Post by grubberkick »

Winnie wrote:
msp. wrote:
earl the beaver wrote:
msp. wrote:
Leinsterman wrote:How big was a British division in WW1? Typically, I would have thought they were about 12,000 strong so 11 divisions in the Fourth Army gives ~132,000 men and casualties of 57,000 - over 40% casualties. That's horrific.

Quite a few memorial services taking place in Ireland over the next few days, along with a few TV programmes dedicated to it.
And most of those were in the first few hours....
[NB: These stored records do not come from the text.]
//! Observability subsystem
//!
//! Structured logging through `tracing`, typed event names, scope-based
//! begin/complete logging and monotonic counters.
//!
//! Logs go to stderr. Stdout is reserved for JSON-lines responses.

mod events;
mod metrics;
mod scope;

pub use events::Event;
pub use metrics::{KernelMetrics, MetricsSnapshot};
pub use scope::ObservationScope;

use tracing_subscriber::{fmt, prelude::*, EnvFilter};

/// Default filter when `RUST_LOG` is unset.
pub const DEFAULT_LOG_FILTER: &str = "rulekernel=info";

/// Installs the global subscriber. Safe to call more than once; later
/// calls are no-ops.
pub fn init_logging(json: bool) {
    let filter =
        EnvFilter::try_from_default_env().unwrap_or_else(|_| EnvFilter::new(DEFAULT_LOG_FILTER));

    let registry = tracing_subscriber::registry().with(filter);
    let result = if json {
        registry
            .with(fmt::layer().json().with_writer(std::io::stderr))
            .try_init()
    } else {
        registry
            .with(fmt::layer().with_writer(std::io::stderr))
            .try_init()
    };
    // Already initialized (tests, repeated CLI invocations in-process).
    let _ = result;
}
//! # Publication Errors

use thiserror::Error;

use crate::conflict::ConflictWarning;
use crate::snapshot::SnapshotError;
use crate::store::StoreError;

pub type PublishResult<T> = Result<T, PublishError>;

/// Reasons a publication was aborted.
///
/// Verification failures are not errors: they come back inside a
/// successful `PublishReport` with `runtime_promoted == false`.
#[derive(Debug, Error)]
pub enum PublishError {
    #[error("Publication blocked by {} unresolvable conflict(s): {}", .conflicts.len(), describe_all(.conflicts))]
    UnresolvableConflicts { conflicts: Vec<ConflictWarning> },

    #[error(transparent)]
    Snapshot(#[from] SnapshotError),

    #[error(transparent)]
    Store(#[from] StoreError),
}

fn describe_all(conflicts: &[ConflictWarning]) -> String {
    conflicts
        .iter()
        .map(ConflictWarning::describe)
        .collect::<Vec<_>>()
        .join("; ")
}

impl PublishError {
    pub fn code(&self) -> &'static str {
        match self {
            PublishError::UnresolvableConflicts { .. } => "KERNEL_UNRESOLVABLE_CONFLICTS",
            PublishError::Snapshot(e) => e.code().code(),
            PublishError::Store(e) => e.code(),
        }
    }

    pub fn status_code(&self) -> u16 {
        match self {
            PublishError::UnresolvableConflicts { .. } => 409,
            PublishError::Snapshot(e) => e.status_code(),
            PublishError::Store(e) => e.status_code(),
        }
    }
}

#[cfg(test)]
mod tests {
    use super::*;

    #[test]
    fn test_conflict_error_names_rules() {
        let err = PublishError::UnresolvableConflicts {
            conflicts: vec![ConflictWarning {
                rule_a_id: "r1".into(),
                rule_b_id: "r2".into(),
                action: "Action.X".into(),
                verdict_a: "Obligated(Action.X)".into(),
                verdict_b: "Rejected(Action.X)".into(),
                resolvable: false,
            }],
        };
        assert_eq!(err.status_code(), 409);
        let message = err.to_string();
        assert!(message.contains("1 unresolvable"));
        assert!(message.contains("r1 [Obligated(Action.X)] vs r2 [Rejected(Action.X)]"));
    }

    #[test]
    fn test_store_error_passes_code_through() {
        let err = PublishError::from(StoreError::StaleCandidate {
            verified_revision: 2,
            current_revision: 3,
        });
        assert_eq!(err.code(), "KERNEL_STALE_CANDIDATE");
        assert_eq!(err.status_code(), 409);
    }
}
07:30 was the start, so by now 12:40 most of those 57,000 would already be casualties (or 19000 would already be dead),,
36th Division alone lost over 5,000 in the first day
Was that killed or injured ?
Both, I think it was over 2000 killed
Lead to this quote:

I am not an Ulsterman but yesterday, the 1st. July, as I followed their amazing attack, I felt that I would rather be an Ulsterman than anything else in the world." (Cpt Wilfred Spender, 2 July 1916)
One of my family members was not an Ulsterman either, but he was a chaplain to the Royal Irish Fusiliers and to a casualty station. He ministered to the regiment and of course communicated with the families of the fallen. He did survive the war though for a few years, but in ill health. What nightmares did they all have.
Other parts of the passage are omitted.